Task prompt — What is needed here is every line of the records that includes "exclude".

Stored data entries
--------

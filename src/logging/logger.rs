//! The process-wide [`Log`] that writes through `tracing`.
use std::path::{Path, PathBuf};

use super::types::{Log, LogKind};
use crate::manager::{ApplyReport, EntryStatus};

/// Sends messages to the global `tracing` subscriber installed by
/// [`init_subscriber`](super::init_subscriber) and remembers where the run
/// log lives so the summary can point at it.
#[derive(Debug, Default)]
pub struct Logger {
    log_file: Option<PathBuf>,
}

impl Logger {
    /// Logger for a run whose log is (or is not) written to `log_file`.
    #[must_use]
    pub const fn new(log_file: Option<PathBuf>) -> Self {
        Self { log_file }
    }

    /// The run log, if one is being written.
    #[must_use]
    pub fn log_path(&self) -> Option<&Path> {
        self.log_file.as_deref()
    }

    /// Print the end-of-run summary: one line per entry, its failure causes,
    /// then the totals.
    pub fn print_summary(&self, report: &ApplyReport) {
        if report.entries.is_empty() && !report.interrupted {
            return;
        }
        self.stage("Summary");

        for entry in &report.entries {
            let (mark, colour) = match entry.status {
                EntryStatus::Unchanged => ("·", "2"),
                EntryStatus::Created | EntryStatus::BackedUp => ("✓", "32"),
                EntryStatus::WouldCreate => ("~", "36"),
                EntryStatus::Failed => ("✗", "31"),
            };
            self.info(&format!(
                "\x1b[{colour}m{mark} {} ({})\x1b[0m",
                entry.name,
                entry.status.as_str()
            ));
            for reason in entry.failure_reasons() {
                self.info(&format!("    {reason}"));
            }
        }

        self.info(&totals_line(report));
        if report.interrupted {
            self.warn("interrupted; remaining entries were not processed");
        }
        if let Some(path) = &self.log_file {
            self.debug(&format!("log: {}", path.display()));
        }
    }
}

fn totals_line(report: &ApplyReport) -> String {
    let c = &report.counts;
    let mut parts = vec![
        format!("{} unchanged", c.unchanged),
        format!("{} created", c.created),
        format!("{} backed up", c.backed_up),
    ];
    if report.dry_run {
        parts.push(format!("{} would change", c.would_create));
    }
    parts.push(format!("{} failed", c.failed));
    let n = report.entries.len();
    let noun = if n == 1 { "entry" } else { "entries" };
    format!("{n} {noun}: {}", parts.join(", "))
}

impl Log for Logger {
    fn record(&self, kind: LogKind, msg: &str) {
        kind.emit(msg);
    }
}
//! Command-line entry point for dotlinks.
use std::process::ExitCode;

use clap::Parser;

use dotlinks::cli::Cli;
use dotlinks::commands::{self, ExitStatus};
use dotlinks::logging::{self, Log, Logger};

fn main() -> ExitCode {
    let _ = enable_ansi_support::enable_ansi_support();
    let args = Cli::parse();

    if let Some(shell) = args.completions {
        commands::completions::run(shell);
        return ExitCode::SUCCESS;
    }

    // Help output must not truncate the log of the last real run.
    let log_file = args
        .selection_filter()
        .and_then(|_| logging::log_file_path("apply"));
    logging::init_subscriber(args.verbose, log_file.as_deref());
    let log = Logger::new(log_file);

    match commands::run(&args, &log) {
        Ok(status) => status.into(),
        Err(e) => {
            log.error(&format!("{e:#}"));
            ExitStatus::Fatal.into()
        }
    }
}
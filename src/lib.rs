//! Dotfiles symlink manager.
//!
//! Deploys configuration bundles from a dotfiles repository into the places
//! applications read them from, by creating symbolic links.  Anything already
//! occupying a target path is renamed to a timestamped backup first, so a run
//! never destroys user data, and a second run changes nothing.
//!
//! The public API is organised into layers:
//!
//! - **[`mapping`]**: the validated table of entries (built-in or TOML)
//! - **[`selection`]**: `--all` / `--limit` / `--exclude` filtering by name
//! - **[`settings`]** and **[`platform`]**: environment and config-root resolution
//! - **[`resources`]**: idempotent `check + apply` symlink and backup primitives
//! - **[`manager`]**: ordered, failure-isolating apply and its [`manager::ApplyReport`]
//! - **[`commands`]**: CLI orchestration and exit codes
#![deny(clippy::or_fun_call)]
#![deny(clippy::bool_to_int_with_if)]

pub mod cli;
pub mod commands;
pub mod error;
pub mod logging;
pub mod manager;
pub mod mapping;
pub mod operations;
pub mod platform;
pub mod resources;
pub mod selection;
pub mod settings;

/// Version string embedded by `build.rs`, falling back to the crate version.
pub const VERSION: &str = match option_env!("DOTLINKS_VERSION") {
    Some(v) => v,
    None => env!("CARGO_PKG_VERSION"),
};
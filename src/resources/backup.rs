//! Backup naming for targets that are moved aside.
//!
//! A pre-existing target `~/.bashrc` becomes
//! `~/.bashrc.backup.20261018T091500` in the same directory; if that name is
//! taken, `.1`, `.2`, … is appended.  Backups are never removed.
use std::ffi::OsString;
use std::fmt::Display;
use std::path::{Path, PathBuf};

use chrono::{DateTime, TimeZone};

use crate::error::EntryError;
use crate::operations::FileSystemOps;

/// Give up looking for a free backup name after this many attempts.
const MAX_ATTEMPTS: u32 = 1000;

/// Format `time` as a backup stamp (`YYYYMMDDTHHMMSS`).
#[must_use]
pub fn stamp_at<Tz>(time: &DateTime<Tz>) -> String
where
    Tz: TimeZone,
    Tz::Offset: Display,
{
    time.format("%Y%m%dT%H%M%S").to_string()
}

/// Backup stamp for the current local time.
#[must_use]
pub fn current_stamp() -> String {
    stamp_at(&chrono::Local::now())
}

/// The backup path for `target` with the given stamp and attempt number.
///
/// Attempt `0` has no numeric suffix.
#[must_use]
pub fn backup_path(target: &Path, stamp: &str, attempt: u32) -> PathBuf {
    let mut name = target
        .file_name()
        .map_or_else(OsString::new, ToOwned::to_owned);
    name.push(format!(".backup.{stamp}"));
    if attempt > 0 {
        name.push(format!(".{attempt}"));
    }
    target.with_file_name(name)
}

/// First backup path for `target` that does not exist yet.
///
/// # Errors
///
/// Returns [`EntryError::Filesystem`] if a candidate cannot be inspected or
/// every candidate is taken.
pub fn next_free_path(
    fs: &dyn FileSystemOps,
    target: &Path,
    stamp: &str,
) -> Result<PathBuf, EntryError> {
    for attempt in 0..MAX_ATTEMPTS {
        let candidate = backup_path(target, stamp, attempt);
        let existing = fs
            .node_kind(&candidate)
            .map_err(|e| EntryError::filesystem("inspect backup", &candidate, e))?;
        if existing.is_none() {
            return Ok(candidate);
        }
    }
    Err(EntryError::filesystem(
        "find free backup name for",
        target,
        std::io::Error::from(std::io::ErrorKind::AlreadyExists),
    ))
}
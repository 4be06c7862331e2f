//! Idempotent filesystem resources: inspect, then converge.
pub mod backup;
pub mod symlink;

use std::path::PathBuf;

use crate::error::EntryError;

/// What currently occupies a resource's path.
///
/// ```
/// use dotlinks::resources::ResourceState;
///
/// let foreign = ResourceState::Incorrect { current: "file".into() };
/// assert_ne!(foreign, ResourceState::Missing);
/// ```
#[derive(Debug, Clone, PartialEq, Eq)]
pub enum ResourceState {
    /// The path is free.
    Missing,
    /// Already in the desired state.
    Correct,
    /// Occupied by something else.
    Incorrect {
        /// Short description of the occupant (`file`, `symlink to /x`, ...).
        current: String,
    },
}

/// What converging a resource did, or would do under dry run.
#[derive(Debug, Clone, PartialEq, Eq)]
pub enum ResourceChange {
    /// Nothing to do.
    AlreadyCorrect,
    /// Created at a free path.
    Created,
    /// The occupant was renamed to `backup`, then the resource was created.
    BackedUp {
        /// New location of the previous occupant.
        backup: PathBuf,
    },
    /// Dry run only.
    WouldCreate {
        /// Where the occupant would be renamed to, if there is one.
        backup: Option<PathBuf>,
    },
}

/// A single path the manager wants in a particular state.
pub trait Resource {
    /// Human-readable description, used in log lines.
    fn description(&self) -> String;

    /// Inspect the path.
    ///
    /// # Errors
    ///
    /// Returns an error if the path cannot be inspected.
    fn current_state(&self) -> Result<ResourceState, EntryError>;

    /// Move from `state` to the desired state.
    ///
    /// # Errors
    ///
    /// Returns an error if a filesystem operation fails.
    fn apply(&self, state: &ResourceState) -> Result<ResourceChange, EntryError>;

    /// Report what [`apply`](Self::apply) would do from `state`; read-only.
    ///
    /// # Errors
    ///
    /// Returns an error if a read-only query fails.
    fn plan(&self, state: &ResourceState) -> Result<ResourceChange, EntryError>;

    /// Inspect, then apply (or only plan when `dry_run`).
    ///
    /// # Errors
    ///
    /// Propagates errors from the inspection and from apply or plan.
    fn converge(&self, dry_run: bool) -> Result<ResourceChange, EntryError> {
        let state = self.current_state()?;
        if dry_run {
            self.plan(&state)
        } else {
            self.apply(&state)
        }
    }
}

--------

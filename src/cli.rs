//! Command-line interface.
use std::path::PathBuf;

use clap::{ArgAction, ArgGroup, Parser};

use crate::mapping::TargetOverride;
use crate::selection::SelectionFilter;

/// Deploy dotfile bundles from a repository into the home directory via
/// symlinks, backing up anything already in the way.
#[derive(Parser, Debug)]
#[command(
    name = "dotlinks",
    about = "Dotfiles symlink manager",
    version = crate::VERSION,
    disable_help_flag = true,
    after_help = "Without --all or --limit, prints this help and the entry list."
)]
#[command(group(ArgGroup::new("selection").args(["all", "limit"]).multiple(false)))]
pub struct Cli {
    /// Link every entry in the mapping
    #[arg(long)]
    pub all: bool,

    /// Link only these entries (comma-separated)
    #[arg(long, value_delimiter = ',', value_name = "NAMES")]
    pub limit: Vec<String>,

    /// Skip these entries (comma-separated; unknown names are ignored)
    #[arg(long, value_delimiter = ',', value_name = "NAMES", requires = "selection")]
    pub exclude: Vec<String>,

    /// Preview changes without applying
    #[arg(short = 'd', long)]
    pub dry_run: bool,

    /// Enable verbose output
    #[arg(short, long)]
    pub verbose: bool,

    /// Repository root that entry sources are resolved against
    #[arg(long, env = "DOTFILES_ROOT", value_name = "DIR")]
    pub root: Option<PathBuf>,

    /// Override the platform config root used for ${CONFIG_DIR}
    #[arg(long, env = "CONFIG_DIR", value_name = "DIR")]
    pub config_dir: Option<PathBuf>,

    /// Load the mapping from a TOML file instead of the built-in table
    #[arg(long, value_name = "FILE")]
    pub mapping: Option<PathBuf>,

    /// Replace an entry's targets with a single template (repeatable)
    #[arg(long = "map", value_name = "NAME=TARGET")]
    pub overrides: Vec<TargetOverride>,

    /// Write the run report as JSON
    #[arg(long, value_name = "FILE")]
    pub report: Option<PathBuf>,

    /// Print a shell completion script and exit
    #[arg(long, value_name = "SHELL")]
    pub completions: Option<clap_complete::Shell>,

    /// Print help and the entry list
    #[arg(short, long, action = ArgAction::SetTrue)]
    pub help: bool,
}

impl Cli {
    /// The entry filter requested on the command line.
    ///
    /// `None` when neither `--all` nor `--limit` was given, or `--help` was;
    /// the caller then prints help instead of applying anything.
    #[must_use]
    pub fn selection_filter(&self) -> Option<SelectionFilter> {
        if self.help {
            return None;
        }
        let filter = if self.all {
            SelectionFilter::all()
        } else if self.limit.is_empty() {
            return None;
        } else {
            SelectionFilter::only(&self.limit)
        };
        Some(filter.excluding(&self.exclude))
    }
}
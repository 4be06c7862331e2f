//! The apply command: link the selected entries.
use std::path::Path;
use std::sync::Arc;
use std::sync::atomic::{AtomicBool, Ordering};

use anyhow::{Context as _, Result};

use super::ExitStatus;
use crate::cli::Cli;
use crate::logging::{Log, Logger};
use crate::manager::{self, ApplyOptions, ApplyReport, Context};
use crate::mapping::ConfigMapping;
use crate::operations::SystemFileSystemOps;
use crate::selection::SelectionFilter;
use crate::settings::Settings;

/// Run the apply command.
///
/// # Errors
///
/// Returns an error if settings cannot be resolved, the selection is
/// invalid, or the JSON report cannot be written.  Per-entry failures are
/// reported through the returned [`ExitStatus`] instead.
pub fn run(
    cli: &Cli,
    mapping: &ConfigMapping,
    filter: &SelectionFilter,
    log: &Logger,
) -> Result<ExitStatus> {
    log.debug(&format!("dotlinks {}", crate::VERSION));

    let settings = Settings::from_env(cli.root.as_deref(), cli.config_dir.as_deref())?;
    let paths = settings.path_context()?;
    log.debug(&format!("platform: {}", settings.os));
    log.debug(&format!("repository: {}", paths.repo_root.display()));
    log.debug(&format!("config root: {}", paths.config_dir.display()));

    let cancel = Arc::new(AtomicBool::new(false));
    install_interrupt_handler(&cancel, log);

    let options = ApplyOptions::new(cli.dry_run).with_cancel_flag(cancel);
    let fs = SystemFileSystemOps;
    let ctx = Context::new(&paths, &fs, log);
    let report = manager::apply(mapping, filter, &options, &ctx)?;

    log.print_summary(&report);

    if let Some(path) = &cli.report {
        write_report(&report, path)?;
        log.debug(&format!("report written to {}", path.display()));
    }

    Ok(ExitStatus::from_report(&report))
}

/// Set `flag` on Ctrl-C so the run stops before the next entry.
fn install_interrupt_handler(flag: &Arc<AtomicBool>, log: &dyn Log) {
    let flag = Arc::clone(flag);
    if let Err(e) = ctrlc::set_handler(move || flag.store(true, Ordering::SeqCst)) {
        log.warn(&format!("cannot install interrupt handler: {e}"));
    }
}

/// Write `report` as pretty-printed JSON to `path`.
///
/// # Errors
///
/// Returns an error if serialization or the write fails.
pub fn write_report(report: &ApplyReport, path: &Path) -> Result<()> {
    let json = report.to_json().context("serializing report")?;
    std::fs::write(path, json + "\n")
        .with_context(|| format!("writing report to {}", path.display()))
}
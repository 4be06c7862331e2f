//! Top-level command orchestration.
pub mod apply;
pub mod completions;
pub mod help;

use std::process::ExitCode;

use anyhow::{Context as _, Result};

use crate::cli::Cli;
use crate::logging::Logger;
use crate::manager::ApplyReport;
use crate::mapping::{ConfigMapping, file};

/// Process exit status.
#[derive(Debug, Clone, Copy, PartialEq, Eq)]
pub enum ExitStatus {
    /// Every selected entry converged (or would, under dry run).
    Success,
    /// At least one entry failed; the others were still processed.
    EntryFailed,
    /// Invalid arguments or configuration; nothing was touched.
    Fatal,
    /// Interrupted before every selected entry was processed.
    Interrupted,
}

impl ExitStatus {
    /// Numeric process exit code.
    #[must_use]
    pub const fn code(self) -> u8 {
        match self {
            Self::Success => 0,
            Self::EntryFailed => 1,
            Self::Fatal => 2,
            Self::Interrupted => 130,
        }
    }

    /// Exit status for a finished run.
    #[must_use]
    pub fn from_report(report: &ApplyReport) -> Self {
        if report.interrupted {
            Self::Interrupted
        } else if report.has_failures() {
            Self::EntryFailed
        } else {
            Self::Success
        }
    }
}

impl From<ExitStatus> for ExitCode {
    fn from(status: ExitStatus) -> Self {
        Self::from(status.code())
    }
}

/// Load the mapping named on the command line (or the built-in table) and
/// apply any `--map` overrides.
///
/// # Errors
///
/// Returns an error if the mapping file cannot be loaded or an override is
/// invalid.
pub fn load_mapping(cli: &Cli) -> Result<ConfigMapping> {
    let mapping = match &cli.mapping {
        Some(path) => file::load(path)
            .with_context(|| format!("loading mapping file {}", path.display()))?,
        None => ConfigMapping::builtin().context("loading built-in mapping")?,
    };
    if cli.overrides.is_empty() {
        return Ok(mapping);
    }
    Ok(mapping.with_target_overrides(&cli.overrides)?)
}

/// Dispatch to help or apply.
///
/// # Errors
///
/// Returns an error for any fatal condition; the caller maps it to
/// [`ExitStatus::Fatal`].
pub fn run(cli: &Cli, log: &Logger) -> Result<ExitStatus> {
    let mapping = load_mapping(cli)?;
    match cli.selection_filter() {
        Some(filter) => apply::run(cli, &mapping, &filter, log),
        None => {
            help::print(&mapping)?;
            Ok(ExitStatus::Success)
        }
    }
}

--------

Output below —
//! - **[`selection`]**: `--all` / `--limit` / `--exclude` filtering by name
    pub exclude: Vec<String>,
        Some(filter.excluding(&self.exclude))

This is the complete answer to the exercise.